In recent years a number of stances have arisen that have set themselves over against traditional evangelicalism and traditional Reformed thought, not a few of them arguing, in part, on the basis of a particular understanding of the kingdom. These stances claim to be more biblical and thus more faithful than traditional stances. To some extent they overlap; to some extent each is identifiably different from the others. What are these stances, what can we learn from them, and what should be resisted—and why?

1. The kingdom, especially as emphasized in the Synoptic Gospels, is often tied to communitarian ethics rather than individual ethics. By contrast, Paul downplays the kingdom and focuses rather more on individual salvation. This has played into the individualism of the West, which must be resisted by restoring a return to Jesus himself, achieving a better balance with Pauline emphases.

2. The kingdom is bound up with a way of looking at reality that undermines the perceptions of the fallen and broken world order.

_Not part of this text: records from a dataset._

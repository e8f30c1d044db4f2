//! `ArrayElement`: the bound shared by every primitive an array can hold.
//!
//! The trait ties a Rust primitive to its [`DataType`] tag and to its variant
//! of [`AnyDataArray`], so typed lookups into a type-erased array are a single
//! `match` and never a cast.

use std::fmt::Debug;

use crate::data::any_array::AnyDataArray;
use crate::data::data_array::DataArray;
use crate::data::data_type::DataType;
use crate::structure_error::StructureError;

/// Primitive element type of a [`DataArray`].
pub trait ArrayElement:
    Copy + Default + PartialEq + PartialOrd + Debug + Send + Sync + 'static
{
    /// Type tag for this concrete type.
    const DATA_TYPE: DataType;

    /// Wrap a typed array into the tagged container.
    fn wrap(array: DataArray<Self>) -> AnyDataArray;
    /// Borrow a typed array if the tag matches.
    fn unwrap(array: &AnyDataArray) -> Option<&DataArray<Self>>;
    /// Mutably borrow a typed array if the tag matches.
    fn unwrap_mut(array: &mut AnyDataArray) -> Option<&mut DataArray<Self>>;

    /// Lossy conversion used by comparisons and geometry math.
    fn to_f64(self) -> f64;
    /// Saturating conversion back from `f64`.
    fn from_f64(value: f64) -> Self;

    /// Append the native-endian byte image of `values` to `out`.
    fn extend_bytes(values: &[Self], out: &mut Vec<u8>);
    /// Decode values previously produced by [`ArrayElement::extend_bytes`].
    fn from_bytes(bytes: &[u8]) -> Result<Vec<Self>, StructureError>;
}

macro_rules! impl_numeric_element {
    ($t:ty, $tag:ident) => {
        impl ArrayElement for $t {
            const DATA_TYPE: DataType = DataType::$tag;

            fn wrap(array: DataArray<Self>) -> AnyDataArray {
                AnyDataArray::$tag(array)
            }

            fn unwrap(array: &AnyDataArray) -> Option<&DataArray<Self>> {
                if let AnyDataArray::$tag(a) = array { Some(a) } else { None }
            }

            fn unwrap_mut(array: &mut AnyDataArray) -> Option<&mut DataArray<Self>> {
                if let AnyDataArray::$tag(a) = array { Some(a) } else { None }
            }

            #[inline]
            fn to_f64(self) -> f64 {
                self as f64
            }

            #[inline]
            fn from_f64(value: f64) -> Self {
                value as $t
            }

            fn extend_bytes(values: &[Self], out: &mut Vec<u8>) {
                out.extend_from_slice(bytemuck::cast_slice(values));
            }

            fn from_bytes(bytes: &[u8]) -> Result<Vec<Self>, StructureError> {
                let width = std::mem::size_of::<$t>();
                if bytes.len() % width != 0 {
                    return Err(StructureError::Persistence(format!(
                        "{} payload of {} bytes is not a multiple of {width}",
                        DataType::$tag,
                        bytes.len()
                    )));
                }
                Ok(bytemuck::pod_collect_to_vec::<u8, $t>(bytes))
            }
        }
    };
}

impl_numeric_element!(i8, Int8);
impl_numeric_element!(i16, Int16);
impl_numeric_element!(i32, Int32);
impl_numeric_element!(i64, Int64);
impl_numeric_element!(u8, UInt8);
impl_numeric_element!(u16, UInt16);
impl_numeric_element!(u32, UInt32);
impl_numeric_element!(u64, UInt64);
impl_numeric_element!(f32, Float32);
impl_numeric_element!(f64, Float64);

impl ArrayElement for bool {
    const DATA_TYPE: DataType = DataType::Bool;

    fn wrap(array: DataArray<Self>) -> AnyDataArray {
        AnyDataArray::Bool(array)
    }

    fn unwrap(array: &AnyDataArray) -> Option<&DataArray<Self>> {
        if let AnyDataArray::Bool(a) = array { Some(a) } else { None }
    }

    fn unwrap_mut(array: &mut AnyDataArray) -> Option<&mut DataArray<Self>> {
        if let AnyDataArray::Bool(a) = array { Some(a) } else { None }
    }

    #[inline]
    fn to_f64(self) -> f64 {
        if self { 1.0 } else { 0.0 }
    }

    #[inline]
    fn from_f64(value: f64) -> Self {
        value != 0.0
    }

    fn extend_bytes(values: &[Self], out: &mut Vec<u8>) {
        out.extend(values.iter().map(|&b| u8::from(b)));
    }

    fn from_bytes(bytes: &[u8]) -> Result<Vec<Self>, StructureError> {
        Ok(bytes.iter().map(|&b| b != 0).collect())
    }
}

#[cfg(test)]
mod tests {
    use super::*;

    #[test]
    fn byte_images_decode() {
        let mut buf = Vec::new();
        f32::extend_bytes(&[1.5, -2.0], &mut buf);
        assert_eq!(buf.len(), 8);
        assert_eq!(f32::from_bytes(&buf).unwrap(), vec![1.5, -2.0]);
        assert!(u32::from_bytes(&buf[..7]).is_err());

        let mut bools = Vec::new();
        bool::extend_bytes(&[true, false, true], &mut bools);
        assert_eq!(bools, vec![1, 0, 1]);
        assert_eq!(bool::from_bytes(&bools).unwrap(), vec![true, false, true]);
    }

    #[test]
    fn float_conversions_saturate() {
        assert_eq!(u8::from_f64(300.0), 255);
        assert_eq!(i8::from_f64(-300.0), -128);
        assert!(bool::from_f64(2.0));
    }
}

Many of the “parables of the kingdom” have this fundamental reversal at their core, so it turns out that the last are first and the wild and wayward son is given the party. In this kingdom, we do not govern the way the world does: the one who wishes to lead must be the slave of all, even as Christ came not to be served but to serve (Matt 20:20–28). The kingdom-cross has more to do with ethics, especially the ethics of reversal, than with atonement.

3. With the triumph of Christ achieved on the cross and through his resurrection, the kingdom has dawned—a glorious anticipation of the spectacular glory of resurrection existence in the new heaven and new earth. That means Christ’s people are mandated to begin now to work out the dimensions of righteousness and justice that will be consummated at the end: saying “No” to raw power, caring for the poor and needy, reversing discrimination, being good stewards of the created order that anticipates the consummated created order. All of this is the mission of Jesus.

4. The clear command of Jesus is to seek the kingdom of God and his righteousness—and Jesus makes clear, not least in the Sermon on the Mount, that this entails a range of shocking ethical transformations: turning the other cheek to violence, recognizing that the heart is more fundamental than mere action, and forgiving others (because, quite frankly, we will not be forgiven unless we do). This stance is often associated with the Anabaptist movement, whether in its more traditional guise or in its Hauerwas form. The broad pacifism Jesus mandated finally means that the church in some measure, in some way, must withdraw from the world: our job is not to transform culture, but to constitute a new people, to live by the shaping constraints and privileges of the kingdom. It is not our job to tell the world what to do, or even to figure out how to interact with the broader culture; it is simply our job to be the people of God.

5. A postmillennial anticipation of the coming of the kingdom, combined with either a soft sphere-sovereignty (think Kuyper) and/or with some form of theonomy, develops its own ways of thinking about the transformation of the culture.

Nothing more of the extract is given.